Collected data entries:
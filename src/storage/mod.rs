//! Durable storage collaborators.
//!
//! - [`ObjectStore`] - artifact upload returning a public link
//! - [`DocumentStore`] - per-record merge-update of status fields
//!
//! Both are traits so the pipeline can run against local, remote or fake
//! backends.

mod document_store;
mod object_store;

pub use document_store::{
    DocumentFields, DocumentStore, DocumentStoreError, MemoryDocumentStore, SqliteDocumentStore,
    merge_fields,
};
pub use object_store::{
    DEFAULT_PUBLIC_BASE_URL, GcsObjectStore, LocalObjectStore, ObjectStore, StorageError,
    UploadedObject,
};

### PROBLEM:
Exactly and without omission, set down every entry.

### ANSWER BOX:
filename src/storage/mod.rs
//! Durable storage collaborators.
//!
//! - [`ObjectStore`] - artifact upload returning a public link
//! - [`DocumentStore`] - per-record merge-update of status fields
//!
//! Both are traits so the pipeline can run against local, remote or fake
//! backends.

mod document_store;
mod object_store;

pub use document_store::{
    DocumentFields, DocumentStore, DocumentStoreError, MemoryDocumentStore, SqliteDocumentStore,
    merge_fields,
};
pub use object_store::{
    DEFAULT_PUBLIC_BASE_URL, GcsObjectStore, LocalObjectStore, ObjectStore, StorageError,
    UploadedObject,
};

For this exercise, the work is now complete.